The midrash then catalogs what the leaders actually did. They raped brides on their wedding nights before the grooms could touch them. They took married women, men, and animals. Rabbi Huna, in the name of Rabbi, says they wrote marriage contracts for males and for animals before the world was destroyed. The judges legalized the abominations they were committing.
Why the verse says "injustice" instead of "theft"
The same midrashic collection reads Genesis 6:13, "the end of all flesh has come before Me," with the same forensic care. The verse identifies the flood's trigger as the earth filling with hamas, usually translated as injustice. Bereshit Rabbah 31:5 stops on the word and refuses to let it mean ordinary theft.
Rabbi Hanina defines hamas as monetary wrongdoing in amounts smaller than a peruta, the smallest legal coin. The smallest unit of theft. So small that no court would hear the case. The rabbis paint the scene with a basket of lupin beans in a market. One person takes a few. Then another. Then another. Each act is too small to prosecute. The basket empties. The owner cannot name a thief.
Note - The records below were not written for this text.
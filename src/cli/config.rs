use crate::error::Result;
use crate::settings::{load_settings, save_settings, settings_path, validate_endpoint, Settings};

pub struct ConfigUpdate {
    pub endpoint: Option<String>,
    pub timeout: Option<u64>,
    pub no_timeout: bool,
    pub log_file: Option<String>,
}

pub fn run(update: ConfigUpdate) -> Result<()> {
    let mut settings = load_settings();
    apply(&mut settings, update)?;
    save_settings(&settings)?;
    tracing::info!(endpoint = %settings.endpoint, "settings saved");
    println!("Saved settings to {}", settings_path().display());
    println!("Endpoint:   {}", settings.endpoint);
    Ok(())
}

/// Apply the requested changes; flags that were not given leave the field alone.
pub fn apply(settings: &mut Settings, update: ConfigUpdate) -> Result<()> {
    if let Some(endpoint) = update.endpoint {
        validate_endpoint(&endpoint)?;
        settings.endpoint = endpoint;
    }
    if update.no_timeout {
        settings.timeout_secs = None;
    } else if let Some(secs) = update.timeout {
        settings.timeout_secs = Some(secs);
    }
    if let Some(path) = update.log_file {
        settings.log_file = Some(path);
    }
    Ok(())
}

#[cfg(test)]
mod tests {
    use super::*;

    fn empty_update() -> ConfigUpdate {
        ConfigUpdate {
            endpoint: None,
            timeout: None,
            no_timeout: false,
            log_file: None,
        }
    }

    #[test]
    fn test_apply_updates_only_given_fields() {
        let mut s = Settings::default();
        apply(
            &mut s,
            ConfigUpdate {
                timeout: Some(20),
                ..empty_update()
            },
        )
        .unwrap();
        assert_eq!(s.timeout_secs, Some(20));
        assert_eq!(s.endpoint, Settings::default().endpoint);

        apply(
            &mut s,
            ConfigUpdate {
                endpoint: Some("https://shop.example/api/dashboard".into()),
                ..empty_update()
            },
        )
        .unwrap();
        assert_eq!(s.endpoint, "https://shop.example/api/dashboard");
        assert_eq!(s.timeout_secs, Some(20));
    }

    #[test]
    fn test_no_timeout_clears() {
        let mut s = Settings {
            timeout_secs: Some(5),
            ..Settings::default()
        };
        apply(
            &mut s,
            ConfigUpdate {
                no_timeout: true,
                ..empty_update()
            },
        )
        .unwrap();
        assert_eq!(s.timeout_secs, None);
    }

    #[test]
    fn test_rejects_bad_endpoint() {
        let mut s = Settings::default();
        let err = apply(
            &mut s,
            ConfigUpdate {
                endpoint: Some("localhost".into()),
                ..empty_update()
            },
        );
        assert!(err.is_err());
        assert_eq!(s.endpoint, Settings::default().endpoint);
    }
}
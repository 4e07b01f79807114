use std::fs::OpenOptions;
use std::path::Path;
use std::sync::Mutex;

use tracing_subscriber::EnvFilter;

use crate::error::Result;

fn env_filter(default: &str) -> EnvFilter {
    EnvFilter::try_from_default_env().unwrap_or_else(|_| EnvFilter::new(default))
}

/// Log to a file. The interactive dashboard owns the terminal, so nothing may
/// be written to stdout or stderr while it runs.
pub fn init_file(path: &Path) -> Result<()> {
    if let Some(dir) = path.parent() {
        std::fs::create_dir_all(dir)?;
    }
    let file = OpenOptions::new().create(true).append(true).open(path)?;
    // A second init (e.g. in tests) keeps the first subscriber.
    let _ = tracing_subscriber::fmt()
        .with_env_filter(env_filter("stockboard=info"))
        .with_ansi(false)
        .with_writer(Mutex::new(file))
        .try_init();
    Ok(())
}

/// Log to stderr, for the one-shot commands.
pub fn init_stderr() {
    let _ = tracing_subscriber::fmt()
        .with_env_filter(env_filter("stockboard=warn"))
        .with_writer(std::io::stderr)
        .try_init();
}
use crate::error::Result;
use crate::settings::{settings_file_exists, settings_path, Settings};

pub fn run(settings: &Settings) -> Result<()> {
    let path = settings_path();
    let saved = if settings_file_exists() { "" } else { " (not saved; using defaults)" };
    println!("Settings:   {}{saved}", path.display());
    println!("Endpoint:   {}", settings.endpoint);
    println!("Timeout:    {}", describe_timeout(settings.timeout_secs));
    println!("Log file:   {}", settings.log_path().display());
    Ok(())
}

fn describe_timeout(secs: Option<u64>) -> String {
    match secs {
        Some(s) => format!("{s}s"),
        None => "none (waits indefinitely)".to_string(),
    }
}
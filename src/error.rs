use thiserror::Error;

use crate::models::PayloadError;

#[derive(Error, Debug)]
pub enum DashboardError {
    #[error("HTTP error: {0}")]
    Http(#[from] reqwest::Error),

    #[error("Server returned {status} for {url}")]
    Status { status: u16, url: String },

    #[error("Invalid payload: {0}")]
    Payload(#[from] PayloadError),

    #[error("IO error: {0}")]
    Io(#[from] std::io::Error),

    #[error("Settings error: {0}")]
    Settings(String),

    #[error("{0}")]
    Other(String),
}

/// Which branch of the failure taxonomy an error belongs to.
#[derive(Debug, Clone, Copy, PartialEq, Eq)]
pub enum FailureKind {
    Transport,
    Status,
    Malformed,
    Other,
}

impl DashboardError {
    pub fn kind(&self) -> FailureKind {
        match self {
            DashboardError::Http(_) => FailureKind::Transport,
            DashboardError::Status { .. } => FailureKind::Status,
            DashboardError::Payload(_) => FailureKind::Malformed,
            DashboardError::Io(_) | DashboardError::Settings(_) | DashboardError::Other(_) => {
                FailureKind::Other
            }
        }
    }
}

pub type Result<T> = std::result::Result<T, DashboardError>;
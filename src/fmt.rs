use chrono::{DateTime, FixedOffset, TimeZone};

use crate::models::TransactionKind;

/// Insert thousands separators into a string of ASCII digits.
fn group_digits(digits: &str) -> String {
    let mut with_commas = String::new();
    for (i, c) in digits.chars().rev().enumerate() {
        if i > 0 && i % 3 == 0 {
            with_commas.push(',');
        }
        with_commas.push(c);
    }
    with_commas.chars().rev().collect()
}

/// Format a count with thousands separators: 1234567 -> "1,234,567"
pub fn number(val: u64) -> String {
    group_digits(&val.to_string())
}

/// en-US style number: grouped integer part, at most three fraction digits,
/// trailing zeros dropped. 1234.5 -> "1,234.5", 1000 -> "1,000".
pub fn locale_number(val: f64) -> String {
    let rounded = format!("{:.3}", val.abs());
    let (int_part, frac_part) = rounded.split_once('.').unwrap_or((rounded.as_str(), ""));
    let frac = frac_part.trim_end_matches('0');
    let is_zero = int_part.chars().all(|c| c == '0') && frac.is_empty();

    let mut out = String::new();
    if val < 0.0 && !is_zero {
        out.push('-');
    }
    out.push_str(&group_digits(int_part));
    if !frac.is_empty() {
        out.push('.');
        out.push_str(frac);
    }
    out
}

/// Dollar amount at full locale precision, used for chart ticks and tooltips.
pub fn currency(val: f64) -> String {
    format!("${}", locale_number(val))
}

/// Signed transaction amount with exactly two decimals and no grouping:
/// "- $42.50" for purchases, "+ $42.50" for sales.
pub fn signed_amount(kind: TransactionKind, total: f64) -> String {
    format!("{} ${:.2}", kind.sign(), total)
}

/// Short numeric date (M/D/YYYY) in the given timezone.
pub fn short_date<Tz: TimeZone>(at: &DateTime<FixedOffset>, tz: &Tz) -> String
where
    Tz::Offset: std::fmt::Display,
{
    at.with_timezone(tz).format("%-m/%-d/%Y").to_string()
}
The midrash hangs this reading on a phrase from Job 4:20, mibli mesim, "without a judge." The flood generation engineered a society in which the crimes were too small to bring before a judge. The cumulative damage was catastrophic, but the individual case files were empty. God, the midrash says, saw what no court could.
How does a society commit a crime no court can see?
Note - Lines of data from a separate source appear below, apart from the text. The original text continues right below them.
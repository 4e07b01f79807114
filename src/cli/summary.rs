use chrono::{Local, TimeZone};
use colored::Colorize;
use comfy_table::{Cell, Table};

use crate::error::Result;
use crate::fetch::{self, HttpSource};
use crate::models::{DashboardStats, TransactionKind};
use crate::series::{axis_tick, ChartInput, CHART_TITLE, X_AXIS_TITLE};
use crate::settings::Settings;
use crate::view::{stat_cards, transaction_list, TransactionList};

pub fn run(settings: &Settings) -> Result<()> {
    let source = HttpSource::new(&settings.endpoint, settings.timeout())?;
    let stats = fetch::load(source).wait()?;
    println!("{}", format_summary(&stats, &Local));
    Ok(())
}

// ---------------------------------------------------------------------------
// Pure formatting functions (stats → String)
// ---------------------------------------------------------------------------

pub fn format_summary<Tz: TimeZone>(stats: &DashboardStats, tz: &Tz) -> String
where
    Tz::Offset: std::fmt::Display,
{
    [
        format_cards(stats),
        format_series(stats),
        format_transactions(stats, tz),
    ]
    .join("\n\n")
}

pub fn format_cards(stats: &DashboardStats) -> String {
    let cards = stat_cards(stats);
    let mut table = Table::new();
    table.set_header(cards.iter().map(|c| Cell::new(c.title)).collect::<Vec<_>>());
    table.add_row(cards.iter().map(|c| Cell::new(&c.value)).collect::<Vec<_>>());
    table.to_string()
}

pub fn format_series(stats: &DashboardStats) -> String {
    if stats.chart_series.is_empty() {
        return format!("{}\nNo chart data", CHART_TITLE.bold());
    }
    let input = ChartInput::from_series(&stats.chart_series);
    let mut table = Table::new();
    table.set_header(vec![X_AXIS_TITLE, input.sales.label, input.purchases.label]);
    for (i, label) in input.labels.iter().enumerate() {
        table.add_row(vec![
            Cell::new(label),
            Cell::new(axis_tick(input.sales.values[i])),
            Cell::new(axis_tick(input.purchases.values[i])),
        ]);
    }
    format!("{}\n{table}", CHART_TITLE.bold())
}

pub fn format_transactions<Tz: TimeZone>(stats: &DashboardStats, tz: &Tz) -> String
where
    Tz::Offset: std::fmt::Display,
{
    let heading = "Recent Transactions".bold();
    match transaction_list(stats, tz) {
        TransactionList::Empty(empty) => {
            format!("{heading}\n{}\n{}", empty.headline, empty.hint.dimmed())
        }
        TransactionList::Rows(rows) => {
            let mut table = Table::new();
            table.set_header(vec!["Product", "Counterparty", "Amount", "Date"]);
            for row in rows {
                let amount = match row.kind {
                    TransactionKind::Purchase => row.amount.red(),
                    TransactionKind::Sale => row.amount.green(),
                };
                table.add_row(vec![
                    Cell::new(row.product),
                    Cell::new(row.counterparty),
                    Cell::new(amount),
                    Cell::new(row.date),
                ]);
            }
            format!("{heading}\n{table}")
        }
    }
}
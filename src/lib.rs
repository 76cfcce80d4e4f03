//! Bookish - book catalog API
//!
//! A small REST JSON API over a catalog of books persisted in a single
//! JSON file: list, lookup by id, sort by field, and add with duplicate
//! detection.

use std::sync::Arc;

pub mod api;
pub mod config;
pub mod error;
pub mod models;
pub mod repository;
pub mod services;

pub use config::AppConfig;
pub use error::{AppError, AppResult};

/// Application state shared across all handlers
#[derive(Clone)]
pub struct AppState {
    pub services: Arc<services::Services>,
}

impl AppState {
    /// Wire services over `store`.
    pub fn new(store: Arc<dyn repository::CatalogStore>) -> Self {
        Self {
            services: Arc::new(services::Services::new(store)),
        }
    }
}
The two midrashim solve each other. The leaders had abolished the categories the judges were supposed to enforce. The general population had reduced their thefts below the threshold the judges could prosecute. Once the top of the system was committing crimes too large to bring against itself, and the bottom was committing crimes too small to bring at all, the courts in the rabbinic reading of the pre-flood world had no jurisdiction left.
The rabbis hear this as a complete failure of the social contract. The flood is not just a punishment for individual sins. It is a recognition that the legal system itself had been hollowed out. Bereshit Rabbah is unwilling to let the destruction be read as arbitrary divine wrath. It is the consequence of a courtroom no one could enter anymore.
Why the rabbis insist the leaders moved first
Rabbi Shimon ben Yochai's principle, that no moral breach happens until prominent men begin it, is the load-bearing claim across both midrashim. The petty thefts at the market only become possible after the senior crimes have already normalized the larger violations. The marketgoer who skims a few beans is in some sense imitating the judge who took the bride. Both are operating in a world where the law has been emptied of force.
This is also why the rabbis link the verse about the children of the great men so quickly to the verse "the Lord said: I will obliterate man." (Genesis 6:7). The two verses are almost adjacent. The midrash hears the second verse as the divine reaction to the first. Once leadership commits this kind of crime, the rabbis say, the rest of the destruction follows almost mechanically.
What the lupin beans actually mean
Bereshit Rabbah leaves the reader with one of its most uncomfortable images. A market stall. Beans worth less than a small coin. A line of ordinary people, each taking just a little, each individually innocent of any chargeable crime. And above them, in palaces, judges drawing up marriage contracts for unspeakable arrangements. The flood is the moment the rabbis admit those two scenes are the same scene.
The collection does not separate the indictments. It pairs them on purpose. A world drowns when the powerful break the largest rules and the powerless break the smallest, and the courts that should connect the two have already been closed.